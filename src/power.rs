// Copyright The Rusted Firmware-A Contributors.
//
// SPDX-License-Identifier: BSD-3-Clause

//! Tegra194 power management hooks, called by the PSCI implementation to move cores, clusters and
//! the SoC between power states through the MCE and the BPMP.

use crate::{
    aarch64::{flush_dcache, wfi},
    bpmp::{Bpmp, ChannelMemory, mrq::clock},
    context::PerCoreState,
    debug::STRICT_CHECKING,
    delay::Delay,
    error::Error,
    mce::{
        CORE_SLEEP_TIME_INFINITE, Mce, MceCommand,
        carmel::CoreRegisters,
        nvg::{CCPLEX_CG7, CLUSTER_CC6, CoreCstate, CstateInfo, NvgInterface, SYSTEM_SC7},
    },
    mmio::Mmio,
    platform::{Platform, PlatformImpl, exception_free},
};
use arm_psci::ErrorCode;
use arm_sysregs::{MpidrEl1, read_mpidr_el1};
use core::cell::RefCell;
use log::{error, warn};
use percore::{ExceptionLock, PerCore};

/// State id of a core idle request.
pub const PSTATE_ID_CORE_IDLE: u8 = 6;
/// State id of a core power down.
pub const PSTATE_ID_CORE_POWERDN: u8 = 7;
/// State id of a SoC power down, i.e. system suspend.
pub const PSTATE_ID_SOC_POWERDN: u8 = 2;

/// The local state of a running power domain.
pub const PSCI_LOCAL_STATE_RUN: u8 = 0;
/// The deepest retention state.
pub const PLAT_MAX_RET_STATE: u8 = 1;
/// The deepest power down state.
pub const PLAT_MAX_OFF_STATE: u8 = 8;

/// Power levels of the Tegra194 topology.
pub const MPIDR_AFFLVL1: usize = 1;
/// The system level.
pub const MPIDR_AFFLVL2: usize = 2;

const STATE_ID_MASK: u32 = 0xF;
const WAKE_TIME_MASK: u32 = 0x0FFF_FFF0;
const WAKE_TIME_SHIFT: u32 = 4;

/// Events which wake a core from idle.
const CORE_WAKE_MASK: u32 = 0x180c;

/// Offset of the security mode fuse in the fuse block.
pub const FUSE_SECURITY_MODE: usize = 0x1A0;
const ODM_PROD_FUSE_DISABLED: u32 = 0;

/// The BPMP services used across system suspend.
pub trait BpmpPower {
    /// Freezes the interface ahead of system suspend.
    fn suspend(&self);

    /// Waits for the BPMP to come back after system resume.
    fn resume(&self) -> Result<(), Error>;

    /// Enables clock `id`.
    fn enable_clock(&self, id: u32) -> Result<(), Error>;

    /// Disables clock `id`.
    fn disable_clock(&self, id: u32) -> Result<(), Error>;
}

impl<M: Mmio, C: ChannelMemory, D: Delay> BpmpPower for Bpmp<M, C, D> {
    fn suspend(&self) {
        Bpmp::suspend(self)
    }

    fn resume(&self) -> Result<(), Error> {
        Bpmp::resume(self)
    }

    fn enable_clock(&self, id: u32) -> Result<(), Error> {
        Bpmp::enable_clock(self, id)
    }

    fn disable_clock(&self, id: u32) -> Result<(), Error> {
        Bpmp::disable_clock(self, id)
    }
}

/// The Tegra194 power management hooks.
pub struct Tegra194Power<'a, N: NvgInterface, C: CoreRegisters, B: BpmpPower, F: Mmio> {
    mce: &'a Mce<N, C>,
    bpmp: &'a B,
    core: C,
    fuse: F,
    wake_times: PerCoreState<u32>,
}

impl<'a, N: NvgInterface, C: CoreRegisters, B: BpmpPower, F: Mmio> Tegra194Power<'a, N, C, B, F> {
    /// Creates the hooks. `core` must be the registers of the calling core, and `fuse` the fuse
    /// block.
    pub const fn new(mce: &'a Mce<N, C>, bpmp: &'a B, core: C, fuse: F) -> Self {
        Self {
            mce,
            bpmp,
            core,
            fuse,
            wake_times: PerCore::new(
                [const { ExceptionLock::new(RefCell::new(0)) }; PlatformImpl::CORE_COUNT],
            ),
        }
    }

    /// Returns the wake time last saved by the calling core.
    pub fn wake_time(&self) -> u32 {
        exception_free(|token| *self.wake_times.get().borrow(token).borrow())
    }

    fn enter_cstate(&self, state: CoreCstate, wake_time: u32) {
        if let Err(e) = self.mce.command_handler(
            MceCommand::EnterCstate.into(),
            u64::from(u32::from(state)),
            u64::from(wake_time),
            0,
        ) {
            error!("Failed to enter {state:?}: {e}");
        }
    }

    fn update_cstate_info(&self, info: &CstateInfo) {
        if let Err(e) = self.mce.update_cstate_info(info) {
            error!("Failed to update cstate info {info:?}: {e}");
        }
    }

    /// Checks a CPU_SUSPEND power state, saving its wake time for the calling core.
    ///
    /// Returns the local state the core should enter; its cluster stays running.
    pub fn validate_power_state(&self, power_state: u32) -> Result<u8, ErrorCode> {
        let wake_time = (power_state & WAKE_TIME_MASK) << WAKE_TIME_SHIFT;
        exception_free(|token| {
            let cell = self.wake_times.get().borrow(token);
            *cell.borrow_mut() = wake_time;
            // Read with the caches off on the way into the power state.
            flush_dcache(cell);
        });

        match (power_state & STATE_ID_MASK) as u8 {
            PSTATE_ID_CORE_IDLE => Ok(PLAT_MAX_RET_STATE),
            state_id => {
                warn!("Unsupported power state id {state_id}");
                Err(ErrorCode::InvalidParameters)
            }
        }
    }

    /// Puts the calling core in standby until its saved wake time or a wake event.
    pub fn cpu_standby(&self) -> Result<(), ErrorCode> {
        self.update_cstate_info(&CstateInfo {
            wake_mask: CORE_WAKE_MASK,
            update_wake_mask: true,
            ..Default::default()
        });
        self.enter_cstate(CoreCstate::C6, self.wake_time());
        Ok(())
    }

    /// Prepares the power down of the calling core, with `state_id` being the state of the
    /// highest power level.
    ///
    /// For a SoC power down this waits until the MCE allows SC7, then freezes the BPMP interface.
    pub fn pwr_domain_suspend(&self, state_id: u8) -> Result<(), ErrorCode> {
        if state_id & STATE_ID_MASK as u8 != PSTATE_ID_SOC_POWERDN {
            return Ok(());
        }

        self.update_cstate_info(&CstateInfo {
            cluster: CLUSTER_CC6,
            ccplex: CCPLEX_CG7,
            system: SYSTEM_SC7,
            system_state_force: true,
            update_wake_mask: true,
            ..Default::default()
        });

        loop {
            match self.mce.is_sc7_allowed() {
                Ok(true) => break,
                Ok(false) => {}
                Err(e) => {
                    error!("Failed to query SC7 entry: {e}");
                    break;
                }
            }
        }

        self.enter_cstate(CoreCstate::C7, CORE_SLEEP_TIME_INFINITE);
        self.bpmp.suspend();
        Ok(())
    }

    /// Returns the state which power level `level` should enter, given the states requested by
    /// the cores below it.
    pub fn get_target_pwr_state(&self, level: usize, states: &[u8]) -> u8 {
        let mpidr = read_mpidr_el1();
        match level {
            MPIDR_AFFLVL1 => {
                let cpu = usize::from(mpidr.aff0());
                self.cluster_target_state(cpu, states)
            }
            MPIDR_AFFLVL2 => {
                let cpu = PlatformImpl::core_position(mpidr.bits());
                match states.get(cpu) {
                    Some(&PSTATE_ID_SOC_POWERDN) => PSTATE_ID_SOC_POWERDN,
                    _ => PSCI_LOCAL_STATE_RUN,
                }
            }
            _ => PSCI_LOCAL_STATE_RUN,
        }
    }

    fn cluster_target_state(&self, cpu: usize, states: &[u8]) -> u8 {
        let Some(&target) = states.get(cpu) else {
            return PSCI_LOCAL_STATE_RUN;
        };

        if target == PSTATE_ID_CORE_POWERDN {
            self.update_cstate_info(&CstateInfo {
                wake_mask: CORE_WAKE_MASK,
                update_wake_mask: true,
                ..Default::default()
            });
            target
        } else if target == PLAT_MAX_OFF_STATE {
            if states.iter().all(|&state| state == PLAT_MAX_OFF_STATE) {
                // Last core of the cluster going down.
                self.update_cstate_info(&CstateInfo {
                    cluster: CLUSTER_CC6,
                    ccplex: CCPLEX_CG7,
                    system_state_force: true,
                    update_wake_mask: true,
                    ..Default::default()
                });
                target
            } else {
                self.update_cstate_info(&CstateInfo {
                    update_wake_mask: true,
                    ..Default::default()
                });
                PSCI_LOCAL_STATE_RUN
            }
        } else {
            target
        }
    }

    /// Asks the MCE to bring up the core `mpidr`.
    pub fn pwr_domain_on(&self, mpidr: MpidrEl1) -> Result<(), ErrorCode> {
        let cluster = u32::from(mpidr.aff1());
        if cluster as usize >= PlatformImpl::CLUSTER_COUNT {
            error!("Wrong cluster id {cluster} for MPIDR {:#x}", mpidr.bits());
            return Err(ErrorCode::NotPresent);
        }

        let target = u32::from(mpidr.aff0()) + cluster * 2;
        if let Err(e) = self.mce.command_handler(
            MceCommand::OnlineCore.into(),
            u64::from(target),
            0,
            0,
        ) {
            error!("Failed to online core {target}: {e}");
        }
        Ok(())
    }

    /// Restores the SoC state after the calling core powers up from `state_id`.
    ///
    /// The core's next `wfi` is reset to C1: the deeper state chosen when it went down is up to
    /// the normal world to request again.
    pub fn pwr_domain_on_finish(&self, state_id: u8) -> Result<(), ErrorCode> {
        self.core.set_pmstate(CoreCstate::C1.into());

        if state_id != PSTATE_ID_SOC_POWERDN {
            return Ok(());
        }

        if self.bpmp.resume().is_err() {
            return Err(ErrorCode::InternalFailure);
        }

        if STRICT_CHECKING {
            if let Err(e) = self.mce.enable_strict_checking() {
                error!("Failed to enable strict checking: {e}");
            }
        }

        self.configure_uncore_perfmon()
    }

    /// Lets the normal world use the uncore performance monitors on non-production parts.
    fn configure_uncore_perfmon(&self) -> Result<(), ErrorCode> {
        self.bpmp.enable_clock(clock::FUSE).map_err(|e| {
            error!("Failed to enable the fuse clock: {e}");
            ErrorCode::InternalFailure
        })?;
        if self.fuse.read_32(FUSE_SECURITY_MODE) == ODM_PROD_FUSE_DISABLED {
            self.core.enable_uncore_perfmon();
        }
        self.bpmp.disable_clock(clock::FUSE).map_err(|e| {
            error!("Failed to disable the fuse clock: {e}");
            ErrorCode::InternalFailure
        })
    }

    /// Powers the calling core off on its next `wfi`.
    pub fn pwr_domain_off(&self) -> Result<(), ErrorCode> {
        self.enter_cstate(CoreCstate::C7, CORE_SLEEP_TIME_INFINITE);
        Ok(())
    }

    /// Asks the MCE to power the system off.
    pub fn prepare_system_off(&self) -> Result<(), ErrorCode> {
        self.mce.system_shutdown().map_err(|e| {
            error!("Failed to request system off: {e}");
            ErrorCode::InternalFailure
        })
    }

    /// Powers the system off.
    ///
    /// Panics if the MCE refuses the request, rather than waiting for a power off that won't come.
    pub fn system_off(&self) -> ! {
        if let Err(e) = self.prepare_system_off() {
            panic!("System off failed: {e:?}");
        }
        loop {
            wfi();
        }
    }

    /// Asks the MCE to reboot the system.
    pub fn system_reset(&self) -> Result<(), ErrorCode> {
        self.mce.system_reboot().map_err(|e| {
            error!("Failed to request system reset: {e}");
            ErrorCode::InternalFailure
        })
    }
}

──────

**What you will do:** Exactly the lines from the one with "self.configure_uncore_perfmon()" through the last line of the listing above must make up your answer.

**Answer space:**
        self.configure_uncore_perfmon()
    }

    /// Lets the normal world use the uncore performance monitors on non-production parts.
    fn configure_uncore_perfmon(&self) -> Result<(), ErrorCode> {
        self.bpmp.enable_clock(clock::FUSE).map_err(|e| {
            error!("Failed to enable the fuse clock: {e}");
            ErrorCode::InternalFailure
        })?;
        if self.fuse.read_32(FUSE_SECURITY_MODE) == ODM_PROD_FUSE_DISABLED {
            self.core.enable_uncore_perfmon();
        }
        self.bpmp.disable_clock(clock::FUSE).map_err(|e| {
            error!("Failed to disable the fuse clock: {e}");
            ErrorCode::InternalFailure
        })
    }

    /// Powers the calling core off on its next `wfi`.
    pub fn pwr_domain_off(&self) -> Result<(), ErrorCode> {
        self.enter_cstate(CoreCstate::C7, CORE_SLEEP_TIME_INFINITE);
        Ok(())
    }

    /// Asks the MCE to power the system off.
    pub fn prepare_system_off(&self) -> Result<(), ErrorCode> {
        self.mce.system_shutdown().map_err(|e| {
            error!("Failed to request system off: {e}");
            ErrorCode::InternalFailure
        })
    }

    /// Powers the system off.
    ///
    /// Panics if the MCE refuses the request, rather than waiting for a power off that won't come.
    pub fn system_off(&self) -> ! {
        if let Err(e) = self.prepare_system_off() {
            panic!("System off failed: {e:?}");
        }
        loop {
            wfi();
        }
    }

    /// Asks the MCE to reboot the system.
    pub fn system_reset(&self) -> Result<(), ErrorCode> {
        self.mce.system_reboot().map_err(|e| {
            error!("Failed to request system reset: {e}");
            ErrorCode::InternalFailure
        })
    }
}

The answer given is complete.